Scientific classification
- Kingdom: Animalia
- Phylum: Arthropoda
- Class: Insecta
- Order: Lepidoptera
- Family: Crambidae
- Subfamily: Crambinae
- Tribe: Ancylolomiini
- Genus: Surattha
- Species: S. invectalis
- Binomial name: Surattha invectalis (Walker, 1863)
- Synonyms: Prionapteryx invectalis; Pindicitora thysbesalis Walker, 1863;

= Surattha invectalis =

- Genus: Surattha
- Species: invectalis
- Authority: (Walker, 1863)
- Synonyms: Prionapteryx invectalis, Pindicitora thysbesalis Walker, 1863

Species of moth

Surattha invectalis is a moth in the family Crambidae.

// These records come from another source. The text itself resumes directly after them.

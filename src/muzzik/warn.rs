use crate::muzzik::util::truncate_with_ellipsis;

const MAX_FIELD_CHARS: usize = 160;

/// One `MUZZIK_WARN` line. Unset fields render as `na`.
#[derive(Debug, Clone, Default)]
pub struct WarnEvent<'a> {
    pub code: &'a str,
    pub stage: &'a str,
    pub action: &'a str,
    pub resource: &'a str,
    pub volume: &'a str,
    pub retry: &'a str,
    pub reason: &'a str,
    pub err: &'a str,
}

fn sanitize_value(value: &str) -> String {
    let mut out = String::with_capacity(value.len());
    let mut prev_sep = false;
    for ch in value.chars() {
        if ch.is_ascii_whitespace() {
            if !out.is_empty() && !prev_sep {
                out.push('_');
                prev_sep = true;
            }
        } else if ch.is_ascii_graphic() {
            out.push(ch);
            prev_sep = false;
        }
    }
    let trimmed = out.trim_matches('_');
    if trimmed.is_empty() {
        "na".to_string()
    } else {
        truncate_with_ellipsis(trimmed, MAX_FIELD_CHARS)
    }
}

pub fn format_line(event: &WarnEvent<'_>) -> String {
    format!(
        "MUZZIK_WARN code={} stage={} action={} resource={} volume={} retry={} reason={} err={}",
        sanitize_value(event.code),
        sanitize_value(event.stage),
        sanitize_value(event.action),
        sanitize_value(event.resource),
        sanitize_value(event.volume),
        sanitize_value(event.retry),
        sanitize_value(event.reason),
        sanitize_value(event.err),
    )
}

pub fn emit(event: WarnEvent<'_>) {
    eprintln!("{}", format_line(&event));
}
//! Order types for the tick book.
//!
//! ## Integer Ticks
//!
//! Prices are integer ticks in `[0, max_price)` where `max_price` is fixed
//! when the book is built. Sizes are integer lots. Neither carries a decimal
//! scale; the caller owns the mapping to real-world units.

use std::fmt;
use std::sync::Arc;

/// Identifier assigned by the book when an order is accepted.
pub type OrderId = u64;

/// Price in integer ticks.
pub type Price = u64;

/// Quantity in integer lots.
pub type Quantity = u64;

// ============================================================================
// Side enum
// ============================================================================

/// Order side: Buy or Sell
#[derive(Debug, Clone, Copy, PartialEq, Eq, Hash)]
pub enum Side {
    /// Buy order (bid) - rests below the asks, matches against them
    Buy,
    /// Sell order (ask) - rests above the bids, matches against them
    Sell,
}

impl Side {
    /// Returns the opposite side
    pub fn opposite(self) -> Self {
        match self {
            Side::Buy => Side::Sell,
            Side::Sell => Side::Buy,
        }
    }

    /// Short uppercase label used in logs and digests
    pub fn as_str(self) -> &'static str {
        match self {
            Side::Buy => "BUY",
            Side::Sell => "SELL",
        }
    }
}

impl fmt::Display for Side {
    fn fmt(&self, f: &mut fmt::Formatter<'_>) -> fmt::Result {
        f.pad(self.as_str())
    }
}

// ============================================================================
// Trader
// ============================================================================

/// Opaque owner of an order.
///
/// The book never looks inside it; it is only handed back in execution
/// reports. Cloning is a reference-count bump, so every fill can carry both
/// counterparties without copying the name.
#[derive(Debug, Clone, PartialEq, Eq, Hash, PartialOrd, Ord)]
pub struct Trader(Arc<str>);

impl Trader {
    pub fn new(name: impl AsRef<str>) -> Self {
        Self(Arc::from(name.as_ref()))
    }

    pub fn as_str(&self) -> &str {
        &self.0
    }
}

impl From<&str> for Trader {
    fn from(name: &str) -> Self {
        Self::new(name)
    }
}

impl From<String> for Trader {
    fn from(name: String) -> Self {
        Self(Arc::from(name))
    }
}

impl AsRef<str> for Trader {
    fn as_ref(&self) -> &str {
        &self.0
    }
}

impl PartialEq<str> for Trader {
    fn eq(&self, other: &str) -> bool {
        &*self.0 == other
    }
}

impl PartialEq<&str> for Trader {
    fn eq(&self, other: &&str) -> bool {
        &*self.0 == *other
    }
}

impl fmt::Display for Trader {
    fn fmt(&self, f: &mut fmt::Formatter<'_>) -> fmt::Result {
        f.write_str(&self.0)
    }
}

// ============================================================================
// Order struct
// ============================================================================

/// A resting limit order.
///
/// `size` is the quantity still open. An order stored in the book always has
/// `size > 0`; the book drops it the moment a fill takes it to zero.
///
/// ## Example
///
/// ```
/// use tick_book::types::{Order, Side};
///
/// let order = Order::new(1, Side::Buy, 100, 593, "Kevin".into());
/// assert_eq!(order.side, Side::Buy);
/// assert!(!order.is_filled());
/// ```
#[derive(Debug, Clone, PartialEq, Eq)]
pub struct Order {
    /// Unique order identifier (assigned by the book)
    pub order_id: OrderId,

    /// Buy or Sell
    pub side: Side,

    /// Remaining open quantity
    pub size: Quantity,

    /// Limit price in ticks
    pub price: Price,

    /// Owner, reported back on every fill
    pub trader: Trader,
}

impl Order {
    pub fn new(
        order_id: OrderId,
        side: Side,
        size: Quantity,
        price: Price,
        trader: Trader,
    ) -> Self {
        Self {
            order_id,
            side,
            size,
            price,
            trader,
        }
    }

    /// Check if the order has nothing left to fill
    #[inline]
    pub fn is_filled(&self) -> bool {
        self.size == 0
    }

    /// Fill a portion of this order
    ///
    /// # Returns
    ///
    /// The quantity actually filled, capped at the remaining size
    #[inline]
    pub fn fill(&mut self, quantity: Quantity) -> Quantity {
        let filled = quantity.min(self.size);
        self.size -= filled;
        filled
    }
}

// ============================================================================
// Unit Tests
// ============================================================================

#[cfg(test)]
mod tests {
    use super::*;

    #[test]
    fn test_side_opposite() {
        assert_eq!(Side::Buy.opposite(), Side::Sell);
        assert_eq!(Side::Sell.opposite(), Side::Buy);
    }

    #[test]
    fn test_side_display() {
        assert_eq!(Side::Buy.to_string(), "BUY");
        assert_eq!(Side::Sell.to_string(), "SELL");
    }

    #[test]
    fn test_trader_is_cheap_to_clone() {
        let kevin = Trader::from("Kevin");
        let copy = kevin.clone();

        assert_eq!(kevin, copy);
        assert_eq!(copy, "Kevin");
        assert_eq!(copy.as_str(), "Kevin");
        assert!(Arc::ptr_eq(&kevin.0, &copy.0));
    }

    #[test]
    fn test_order_fill() {
        let mut order = Order::new(7, Side::Sell, 5, 202, "Stu".into());

        assert_eq!(order.fill(2), 2);
        assert_eq!(order.size, 3);
        assert!(!order.is_filled());

        assert_eq!(order.fill(3), 3);
        assert!(order.is_filled());
    }

    #[test]
    fn test_order_overfill_is_capped() {
        let mut order = Order::new(1, Side::Buy, 3, 200, "Bea".into());

        assert_eq!(order.fill(10), 3);
        assert_eq!(order.size, 0);
        assert!(order.is_filled());
    }
}
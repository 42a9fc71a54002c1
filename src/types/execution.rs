//! Execution report for a single match between a taker and a resting order.

use std::fmt;

use crate::types::{OrderId, Price, Quantity, Side, Trader};

/// One fill between the incoming order (taker) and one resting order (maker).
///
/// ## Terminology
///
/// - **Maker**: The resting order that was already in the book
/// - **Taker**: The incoming order that triggered the match
///
/// ## Price
///
/// The fill always prints at the **taker's** limit price, not the maker's.
/// A buy at 593 that sweeps an ask resting at 200 trades at 593; a sell at
/// 198 that hits a bid resting at 200 trades at 198.
///
/// ## Example
///
/// ```
/// use tick_book::types::{Execution, Side};
///
/// let exec = Execution::new("Kevin".into(), "Tom".into(), 200, 100, 1, 2, Side::Sell);
/// assert_eq!(exec.to_string(), "EXECUTE Kevin BUY Tom 100 @ 200");
/// ```
#[derive(Debug, Clone, PartialEq, Eq)]
pub struct Execution {
    /// Trader on the buy side of the fill
    pub buyer: Trader,

    /// Trader on the sell side of the fill
    pub seller: Trader,

    /// Execution price (the taker's limit price)
    pub price: Price,

    /// Executed quantity
    pub quantity: Quantity,

    /// Resting order that was hit
    pub maker_order_id: OrderId,

    /// Incoming order that crossed
    pub taker_order_id: OrderId,

    /// Side of the incoming order
    pub taker_side: Side,
}

impl Execution {
    pub fn new(
        buyer: Trader,
        seller: Trader,
        price: Price,
        quantity: Quantity,
        maker_order_id: OrderId,
        taker_order_id: OrderId,
        taker_side: Side,
    ) -> Self {
        Self {
            buyer,
            seller,
            price,
            quantity,
            maker_order_id,
            taker_order_id,
            taker_side,
        }
    }

    /// Notional value of this fill (price * quantity), widened to avoid overflow
    pub fn notional(&self) -> u128 {
        (self.price as u128) * (self.quantity as u128)
    }

    /// Compact `(buyer, seller, price, quantity)` view, handy in assertions
    pub fn as_tuple(&self) -> (&str, &str, Price, Quantity) {
        (self.buyer.as_str(), self.seller.as_str(), self.price, self.quantity)
    }
}

impl fmt::Display for Execution {
    fn fmt(&self, f: &mut fmt::Formatter<'_>) -> fmt::Result {
        write!(
            f,
            "EXECUTE {} BUY {} {} @ {}",
            self.buyer, self.seller, self.quantity, self.price
        )
    }
}

// ============================================================================
// Unit Tests
// ============================================================================
//! Core data types for the tick book
//!
//! ## Types
//!
//! - [`Order`]: A resting limit order
//! - [`Side`]: Buy or Sell
//! - [`Trader`]: Opaque order owner
//! - [`Execution`]: One fill between a taker and a maker
//!
//! Prices, quantities and ids are plain `u64` aliases ([`Price`],
//! [`Quantity`], [`OrderId`]).

mod execution;
mod order;

pub use execution::Execution;
pub use order::{Order, OrderId, Price, Quantity, Side, Trader};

It was described by Francis Walker in 1863. It is found in Sri Lanka, India, Java, Indonesia, Myanmar, and Kenya.

==Description==
Its wingspan is about 22–30 mm in the male and 26–32 mm in the female. Forewings with veins 4 and 5 stalked. It is a greyish-ochreous moth and irrorated (sprinkled) with fuscous. Forewings with indistinct pale waved antemedial line, with fuscous suffusion on the edges. There are similar, more distinct medial and postmedial lines, where the latter angled on vein 5, the former with dentate dark marks on its outer edge, with latter on its inner. A white spot beyond discocellulars. A marginal black specks series and a line through the cilia. Hindwings pale or dark fuscous, rarely pure white.